The ratio \frac{m_t}{\sqrt{v_t}} is used to provide an estimate of the ratio of moments \frac{E(g)}{\sqrt{E(g^2)}}, which can be thought of as a point estimate of the best direction in which to descent and the best step size to take. Note that these are ratios of vectors, meaning that means that the divisions are assumed to be done component-wise.

We thus now have a “smoother” version of AdaGrad that allows for robustness in the presence of the noise inherent in SGD. Whether the algorithm holds in practice is a question that has repeatedly been validated in numerous deep learning applications. Whether this actually helps in theory leads to a discussion of the algorithm’s convergence “guarantees”.

Convergence (Colin Shea-Blymyer)

The proof of convergence for this algorithm is very long, and I fear that we won’t gain much from going through it step-by-step. Instead, we’ll turn our attention to an analysis of the regret bounds for this algorithm.

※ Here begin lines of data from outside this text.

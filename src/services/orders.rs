use std::collections::HashMap;
use std::sync::Arc;

use chrono::{DateTime, Utc};
use rust_decimal::Decimal;
use sea_orm::{
    ActiveModelTrait, ColumnTrait, ConnectionTrait, DbErr, EntityTrait, PaginatorTrait,
    QueryFilter, QueryOrder, Set, SqlErr, TransactionTrait,
};
use serde::{Deserialize, Serialize};
use tracing::{info, instrument, warn};
use utoipa::ToSchema;
use uuid::Uuid;
use validator::Validate;

use crate::{
    auth::AuthenticatedContext,
    db::DbPool,
    entities::{
        coupon,
        order::{self, Entity as Order, OrderStatus},
        order_item::{self, Entity as OrderItem},
    },
    errors::ServiceError,
    services::{
        checkout::{
            find_shipping_method, validate_items, AppliedCoupon, CartLineItem, CheckoutState,
            OrderSubmission, PaymentMethodSelection, ShippingAddress, ShippingMethod, TaxPolicy,
            Totals,
        },
        coupons::CouponService,
        order_numbers::{allocate_order_number, OrderNumberGenerator, RandomOrderNumbers},
    },
    PaginatedResponse,
};

/// Payment is taken before the order reaches us; there is no gateway callback.
const PAYMENT_STATUS_PAID: &str = "paid";
const MAX_PAGE_SIZE: u64 = 100;

#[derive(Debug, Clone, Serialize, Deserialize, ToSchema)]
#[serde(rename_all = "camelCase")]
pub struct OrderItemResponse {
    pub id: Uuid,
    pub product_id: String,
    pub product_name: String,
    #[serde(skip_serializing_if = "Option::is_none")]
    pub product_image: Option<String>,
    pub quantity: i32,
    #[schema(value_type = String)]
    pub price: Decimal,
    #[serde(skip_serializing_if = "Option::is_none")]
    #[schema(value_type = Option<Object>)]
    pub options: Option<serde_json::Value>,
}

impl From<order_item::Model> for OrderItemResponse {
    fn from(model: order_item::Model) -> Self {
        Self {
            id: model.id,
            product_id: model.product_id,
            product_name: model.product_name,
            product_image: model.product_image,
            quantity: model.quantity,
            price: model.price,
            options: model.options,
        }
    }
}

#[derive(Debug, Clone, Serialize, Deserialize, ToSchema)]
#[serde(rename_all = "camelCase")]
pub struct OrderResponse {
    pub id: Uuid,
    #[schema(example = "AG-048213")]
    pub order_number: String,
    pub user_id: Uuid,
    pub status: OrderStatus,
    pub payment_status: String,
    pub items: Vec<OrderItemResponse>,
    pub shipping_address: ShippingAddress,
    #[schema(example = "Standard Shipping")]
    pub shipping_method: String,
    pub payment_method: PaymentMethodSelection,
    #[schema(value_type = String)]
    pub subtotal: Decimal,
    #[schema(value_type = String)]
    pub shipping_cost: Decimal,
    #[schema(value_type = String)]
    pub tax: Decimal,
    #[schema(value_type = String)]
    pub discount_amount: Decimal,
    #[schema(value_type = String)]
    pub total: Decimal,
    pub coupon_code: Option<String>,
    pub points_used: i32,
    pub tracking_number: Option<String>,
    pub shipping_carrier: Option<String>,
    pub shipped_at: Option<DateTime<Utc>>,
    pub created_at: DateTime<Utc>,
    pub updated_at: DateTime<Utc>,
}

impl OrderResponse {
    fn from_parts(
        model: order::Model,
        items: Vec<order_item::Model>,
    ) -> Result<Self, ServiceError> {
        let shipping_address: ShippingAddress = serde_json::from_value(model.shipping_address)
            .map_err(|e| {
                ServiceError::InternalError(format!(
                    "Stored shipping address for order {} is unreadable: {}",
                    model.id, e
                ))
            })?;
        let payment_method = PaymentMethodSelection::from_parts(
            &model.payment_method,
            model.card_last4.as_deref(),
            model.card_expiry.as_deref(),
        )
        .ok_or_else(|| {
            ServiceError::InternalError(format!(
                "Stored payment method for order {} is unreadable",
                model.id
            ))
        })?;

        Ok(Self {
            id: model.id,
            order_number: model.order_number,
            user_id: model.user_id,
            status: model.status,
            payment_status: model.payment_status,
            items: items.into_iter().map(Into::into).collect(),
            shipping_address,
            shipping_method: model.shipping_method,
            payment_method,
            subtotal: model.subtotal,
            shipping_cost: model.shipping_cost,
            tax: model.tax,
            discount_amount: model.discount_amount,
            total: model.total,
            coupon_code: model.coupon_code,
            points_used: model.points_used,
            tracking_number: model.tracking_number,
            shipping_carrier: model.shipping_carrier,
            shipped_at: model.shipped_at,
            created_at: model.created_at,
            updated_at: model.updated_at,
        })
    }
}
use std::{net::SocketAddr, sync::Arc};

use anyhow::Context;
use tokio::signal;
use tracing::{error, info};

use storefront_api as api;

#[tokio::main]
async fn main() -> anyhow::Result<()> {
    let cfg = api::config::load_config().context("failed to load configuration")?;
    api::config::init_tracing(cfg.log_level(), cfg.log_json);

    // Init DB
    let db_pool = api::db::establish_connection_from_app_config(&cfg)
        .await
        .context("failed to connect to database")?;
    if cfg.auto_migrate {
        api::db::run_migrations(&db_pool).await.map_err(|e| {
            error!("Failed running migrations: {}", e);
            e
        })?;
    }

    let app_state = api::AppState::new(Arc::new(db_pool), cfg.clone());
    if !matches!(cfg.tax_policy(), api::services::checkout::TaxPolicy::None) {
        info!(tax_rate = cfg.tax_rate, "Sales tax enabled");
    }
    let app = api::app_router(app_state);

    let ip = cfg
        .host
        .parse()
        .with_context(|| format!("invalid host address {}", cfg.host))?;
    let addr = SocketAddr::new(ip, cfg.port);
    info!("storefront-api listening on http://{}", addr);
    let listener = tokio::net::TcpListener::bind(addr).await?;

    axum::serve(listener, app.into_make_service())
        .with_graceful_shutdown(shutdown_signal())
        .await?;

    info!("storefront-api stopped");
    Ok(())
}

async fn shutdown_signal() {
    let ctrl_c = async {
        if let Err(e) = signal::ctrl_c().await {
            error!("failed to install Ctrl+C handler: {}", e);
            std::future::pending::<()>().await;
        }
    };

    #[cfg(unix)]
    let terminate = async {
        use tokio::signal::unix::{signal, SignalKind};

        match signal(SignalKind::terminate()) {
            Ok(mut sigterm) => {
                sigterm.recv().await;
            }
            Err(e) => {
                error!("failed to install SIGTERM handler: {}", e);
                std::future::pending::<()>().await;
            }
        }
    };

    #[cfg(not(unix))]
    let terminate = std::future::pending::<()>();

    tokio::select! {
        _ = ctrl_c => {},
        _ = terminate => {},
    }
    info!("Shutdown signal received");
}
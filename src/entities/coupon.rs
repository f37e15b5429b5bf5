use chrono::{DateTime, Utc};
use rust_decimal::Decimal;
use sea_orm::entity::prelude::*;
use serde::{Deserialize, Serialize};
use utoipa::ToSchema;
use uuid::Uuid;

#[derive(
    Clone, Copy, Debug, PartialEq, Eq, EnumIter, DeriveActiveEnum, Serialize, Deserialize, ToSchema,
)]
#[sea_orm(rs_type = "String", db_type = "String(StringLen::N(16))")]
#[serde(rename_all = "lowercase")]
pub enum DiscountType {
    #[sea_orm(string_value = "percentage")]
    Percentage,
    #[sea_orm(string_value = "fixed")]
    Fixed,
}

#[derive(Clone, Debug, PartialEq, Eq, DeriveEntityModel, Serialize, Deserialize)]
#[sea_orm(table_name = "coupons")]
pub struct Model {
    #[sea_orm(primary_key, auto_increment = false)]
    pub id: Uuid,
    #[sea_orm(unique)]
    pub code: String,
    pub discount_type: DiscountType,
    #[sea_orm(column_type = "Decimal(Some((12, 2)))")]
    pub discount_value: Decimal,
    #[sea_orm(column_type = "Decimal(Some((12, 2)))")]
    pub min_purchase_amount: Decimal,
    /// `None` means unlimited
    pub usage_limit: Option<i32>,
    pub used_count: i32,
    pub expiration_date: Option<DateTime<Utc>>,
    pub is_active: bool,
    pub created_at: DateTime<Utc>,
    pub updated_at: DateTime<Utc>,
}

#[derive(Copy, Clone, Debug, EnumIter, DeriveRelation)]
pub enum Relation {}

impl ActiveModelBehavior for ActiveModel {}

impl Model {
    pub fn is_exhausted(&self) -> bool {
        self.usage_limit
            .map(|limit| self.used_count >= limit)
            .unwrap_or(false)
    }

    pub fn is_expired_at(&self, now: DateTime<Utc>) -> bool {
        self.expiration_date.map(|at| at < now).unwrap_or(false)
    }
}
use std::{
    collections::HashMap,
    fs::File,
    io::{BufReader, BufWriter, Write},
    path::Path,
};

use crate::{read_byte_font, write_byte_font, ByteFontError, FontMetadata, GlyphBitmap, Result, WriteOptions};

/// A bitmap font loaded from or written to a .bff file.
///
/// Glyph data is never handed out by reference, every accessor returns a copy.
///
/// Glyphs are keyed by `char`, so surrogate code points (`0xD800..=0xDFFF`)
/// cannot be stored. The reader drops `BEGIN` blocks naming one and reports
/// them as [`ByteFontError::InvalidCodePoint`].
#[derive(Debug, Clone, PartialEq, Eq)]
pub struct ByteFont {
    metadata: FontMetadata,
    glyphs: HashMap<char, GlyphBitmap>,
}

impl ByteFont {
    pub fn new(metadata: FontMetadata) -> Self {
        Self {
            metadata,
            glyphs: HashMap::new(),
        }
    }

    pub fn metadata(&self) -> &FontMetadata {
        &self.metadata
    }

    pub fn name(&self) -> &str {
        self.metadata.name()
    }

    pub fn size(&self) -> i32 {
        self.metadata.size()
    }

    pub fn style(&self) -> i32 {
        self.metadata.style()
    }

    /// The explicit height if there is one, otherwise 8 times the largest
    /// glyph byte height (0 for a font without glyphs).
    pub fn height(&self) -> i32 {
        if let Some(height) = self.metadata.explicit_height() {
            return height;
        }
        self.glyphs.values().map(GlyphBitmap::pixel_height).max().unwrap_or(0) as i32
    }

    pub fn explicit_height(&self) -> Option<i32> {
        self.metadata.explicit_height()
    }

    pub fn char_count(&self) -> usize {
        self.glyphs.len()
    }

    pub fn contains(&self, ch: char) -> bool {
        self.glyphs.contains_key(&ch)
    }

    /// Copy of the glyph for `ch`, an empty bitmap if the font has none.
    pub fn get_bytes(&self, ch: char) -> GlyphBitmap {
        self.glyph(ch).unwrap_or_default()
    }

    pub fn glyph(&self, ch: char) -> Option<GlyphBitmap> {
        self.glyphs.get(&ch).cloned()
    }

    /// All stored code points in ascending order.
    pub fn chars(&self) -> Vec<char> {
        let mut chars: Vec<char> = self.glyphs.keys().copied().collect();
        chars.sort_unstable();
        chars
    }

    /// Adds a glyph unless `ch` already has one. Empty bitmaps are never stored.
    ///
    /// Returns `false` if nothing was added; the existing glyph stays untouched.
    pub fn add_char(&mut self, ch: char, glyph: GlyphBitmap) -> bool {
        if glyph.is_empty() {
            return false;
        }
        if self.glyphs.contains_key(&ch) {
            return false;
        }
        self.glyphs.insert(ch, glyph);
        true
    }

    pub fn load(path: impl AsRef<Path>) -> Result<Self> {
        let path = path.as_ref();
        let file = File::open(path).map_err(|e| ByteFontError::open_file(path, e.to_string()))?;
        read_byte_font(BufReader::new(file))
    }

    pub fn save(&self, path: impl AsRef<Path>, options: &WriteOptions) -> Result<()> {
        let path = path.as_ref();
        self.metadata.validate()?;
        let file = File::create(path).map_err(|e| ByteFontError::open_file(path, e.to_string()))?;
        let mut writer = BufWriter::new(file);
        write_byte_font(self, options, &mut writer)?;
        writer.flush()?;
        Ok(())
    }
}
use std::{ffi::OsString, ops::Range, path::PathBuf, str::FromStr};

use bytefont::ByteFontType;
use clap::{
    error::{ContextKind, ContextValue, ErrorKind},
    value_parser, Parser,
};

const DEFAULT_RANGE_START: u32 = 0;
const DEFAULT_RANGE_END: u32 = 256;

#[derive(Parser, Debug)]
#[command(version, about = "Generates byte font (.bff) files from TrueType/OpenType fonts.", long_about = None)]
pub struct Args {
    #[arg(short, long, help = "Write a comment line in front of every glyph.")]
    pub comments: bool,

    #[arg(short, long, value_name = "LEVEL", default_value_t = 1, value_parser = value_parser!(u8).range(1..=3), help = "1 = info, 2 = debug, 3 = trace (dumps every glyph)")]
    pub verbose: u8,

    #[arg(short, long, value_name = "PATH", help = "TrueType/OpenType font file.")]
    pub font: PathBuf,

    #[arg(short, long, help = "Font name stored in the file (default: font file name).")]
    pub name: Option<String>,

    #[arg(short, long, value_name = "PT", default_value_t = 10, value_parser = value_parser!(i32).range(1..))]
    pub size: i32,

    #[arg(short = 'y', long, value_name = "STYLE", default_value = "PLAIN", value_parser = parse_style, help = "PLAIN, BOLD, ITALIC (or P, B, I) or a raw style number.")]
    pub style: i32,

    #[arg(short, long, num_args = 1..=2, value_names = ["START", "END"], help = "Code point range, end is exclusive [default: 0 256]")]
    pub range: Vec<u32>,

    #[arg(short, long, value_name = "PATH", help = "Output file (default: {font}_{p|b|i}_{size}.bff).")]
    pub out: Option<PathBuf>,
}

fn parse_style(s: &str) -> Result<i32, String> {
    if let Ok(value) = s.parse::<i32>() {
        if value <= 0 {
            return Err(format!("style must be greater than 0, got {value}"));
        }
        return Ok(value);
    }
    ByteFontType::from_str(s).map(ByteFontType::value)
}

/// The argument clap could not place, as it appeared on the command line.
fn unknown_argument(err: &clap::Error) -> Option<String> {
    if err.kind() != ErrorKind::UnknownArgument {
        return None;
    }
    match err.get(ContextKind::InvalidArg) {
        Some(ContextValue::String(arg)) => Some(arg.clone()),
        _ => None,
    }
}

fn matches_token(token: &OsString, arg: &str) -> bool {
    token
        .to_str()
        .is_some_and(|token| token == arg || token.strip_prefix(arg).is_some_and(|rest| rest.starts_with('=')))
}

impl Args {
    /// Parses like [`Parser::try_parse_from`] but drops unknown flags and
    /// surplus values instead of failing. Returns the dropped tokens.
    pub fn parse_lenient<I, T>(args: I) -> Result<(Self, Vec<String>), clap::Error>
    where
        I: IntoIterator<Item = T>,
        T: Into<OsString>,
    {
        let mut args: Vec<OsString> = args.into_iter().map(Into::into).collect();
        let mut ignored = Vec::new();
        loop {
            let err = match Self::try_parse_from(args.iter()) {
                Ok(parsed) => return Ok((parsed, ignored)),
                Err(err) => err,
            };
            let Some(arg) = unknown_argument(&err) else {
                return Err(err);
            };
            // index 0 is the binary name
            let Some(pos) = args.iter().skip(1).position(|token| matches_token(token, &arg)) else {
                return Err(err);
            };
            ignored.push(args.remove(pos + 1).to_string_lossy().into_owned());
        }
    }

    pub fn font_name(&self) -> String {
        if let Some(name) = &self.name {
            return name.clone();
        }
        self.font.file_stem().map_or_else(|| "font".to_string(), |s| s.to_string_lossy().into_owned())
    }

    pub fn char_range(&self) -> Range<u32> {
        let start = self.range.first().copied().unwrap_or(DEFAULT_RANGE_START);
        let end = self.range.get(1).copied().unwrap_or(DEFAULT_RANGE_END);
        start..end
    }

    pub fn default_file_name(&self) -> String {
        let suffix = ByteFontType::from_value(self.style).map_or('i', ByteFontType::suffix);
        format!("{}_{}_{}.bff", self.font_name().to_lowercase().replace(' ', ""), suffix, self.size)
    }

    /// `--out` if given, the default name inside it if it is a directory.
    pub fn output_path(&self) -> PathBuf {
        match &self.out {
            Some(out) if out.is_dir() => {
                log::warn!("output '{}' is a directory, using default file name", out.display());
                out.join(self.default_file_name())
            }
            Some(out) => out.clone(),
            None => PathBuf::from(self.default_file_name()),
        }
    }
}

#[cfg(test)]
mod tests {
    use super::*;
    use pretty_assertions::assert_eq;

    fn parse(args: &[&str]) -> Args {
        Args::try_parse_from(std::iter::once("bytefont_gen").chain(args.iter().copied())).unwrap()
    }

    #[test]
    fn test_defaults() {
        let args = parse(&["-f", "fonts/DejaVu Sans.ttf"]);
        assert!(!args.comments);
        assert_eq!(args.verbose, 1);
        assert_eq!(args.size, 10);
        assert_eq!(args.style, ByteFontType::Plain.value());
        assert_eq!(args.char_range(), 0..256);
        assert_eq!(args.font_name(), "DejaVu Sans");
        assert_eq!(args.output_path(), PathBuf::from("dejavusans_p_10.bff"));
    }

    #[test]
    fn test_all_flags() {
        let args = parse(&[
            "--comments", "--verbose", "3", "--font", "a.ttf", "--name", "Arial", "--size", "12", "--style", "bold", "--range", "32", "127", "--out", "out/arial.bff",
        ]);
        assert!(args.comments);
        assert_eq!(args.verbose, 3);
        assert_eq!(args.font_name(), "Arial");
        assert_eq!(args.size, 12);
        assert_eq!(args.style, 2);
        assert_eq!(args.char_range(), 32..127);
        assert_eq!(args.output_path(), PathBuf::from("out/arial.bff"));
    }

    #[test]
    fn test_short_flags() {
        let args = parse(&["-c", "-v", "2", "-f", "a.ttf", "-s", "8", "-y", "I", "-r", "65"]);
        assert!(args.comments);
        assert_eq!(args.verbose, 2);
        assert_eq!(args.style, ByteFontType::Italic.value());
        assert_eq!(args.char_range(), 65..256);
        assert_eq!(args.default_file_name(), "a_i_8.bff");
    }

    #[test]
    fn test_style_values() {
        assert_eq!(parse_style("PLAIN"), Ok(1));
        assert_eq!(parse_style("b"), Ok(2));
        assert_eq!(parse_style("Italic"), Ok(4));
        assert_eq!(parse_style("3"), Ok(3));
        assert!(parse_style("0").is_err());
        assert!(parse_style("heavy").is_err());
    }

    #[test]
    fn test_unknown_style_number_uses_i() {
        let args = parse(&["-f", "a.ttf", "-y", "6"]);
        assert_eq!(args.default_file_name(), "a_i_10.bff");
        let args = parse(&["-f", "a.ttf", "-y", "b"]);
        assert_eq!(args.default_file_name(), "a_b_10.bff");
    }

    fn parse_lenient(args: &[&str]) -> Result<(Args, Vec<String>), clap::Error> {
        Args::parse_lenient(std::iter::once("bytefont_gen").chain(args.iter().copied()))
    }

    #[test]
    fn test_invalid_args() {
        assert!(parse_lenient(&[]).is_err());
        assert!(parse_lenient(&["-f", "a.ttf", "-v", "4"]).is_err());
        assert!(parse_lenient(&["-f", "a.ttf", "-s", "0"]).is_err());
        assert!(parse_lenient(&["-f", "a.ttf", "-s", "ten"]).is_err());
        assert!(parse_lenient(&["-f", "a.ttf", "-y", "heavy"]).is_err());
        assert!(parse_lenient(&["-f"]).is_err());
    }

    #[test]
    fn test_unknown_args_are_ignored() {
        let (args, ignored) = parse_lenient(&["--unknown", "-f", "a.ttf", "--dpi=72", "-s", "8", "extra"]).unwrap();
        assert_eq!(args.size, 8);
        assert_eq!(args.font, PathBuf::from("a.ttf"));
        assert_eq!(ignored, vec!["--unknown", "--dpi=72", "extra"]);

        let (args, ignored) = parse_lenient(&["-f", "a.ttf", "-r", "1", "2", "3"]).unwrap();
        assert_eq!(args.char_range(), 1..2);
        assert_eq!(ignored, vec!["3"]);

        let (_, ignored) = parse_lenient(&["-f", "a.ttf"]).unwrap();
        assert!(ignored.is_empty());
    }

    #[test]
    fn test_out_directory_gets_default_name() {
        let dir = std::env::temp_dir();
        let args = parse(&["-f", "a.ttf", "-o", dir.to_str().unwrap()]);
        assert_eq!(args.output_path(), dir.join("a_p_10.bff"));
    }
}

To begin, we’ll look at what regret means in this instance. Formally, regret is defined as

R(T) = \sum\limits_{t=1}^T[f_t(\theta_t)-f_t(\theta^*)].

In English, that represents the sum how far every step of our optimization has been from the optimal point. A high regret means our optimization has not been very efficient.

Next we’ll define g_t as the gradient of our function at the point we’ve reached in our algorithm at step t, and g_{t,i} as the i^{th} element of that gradient. We’ll use slicing on these gradients to define

g_{1:t,i} = [g_{1,i}, g_{2,i}, ..., g_{t,i}].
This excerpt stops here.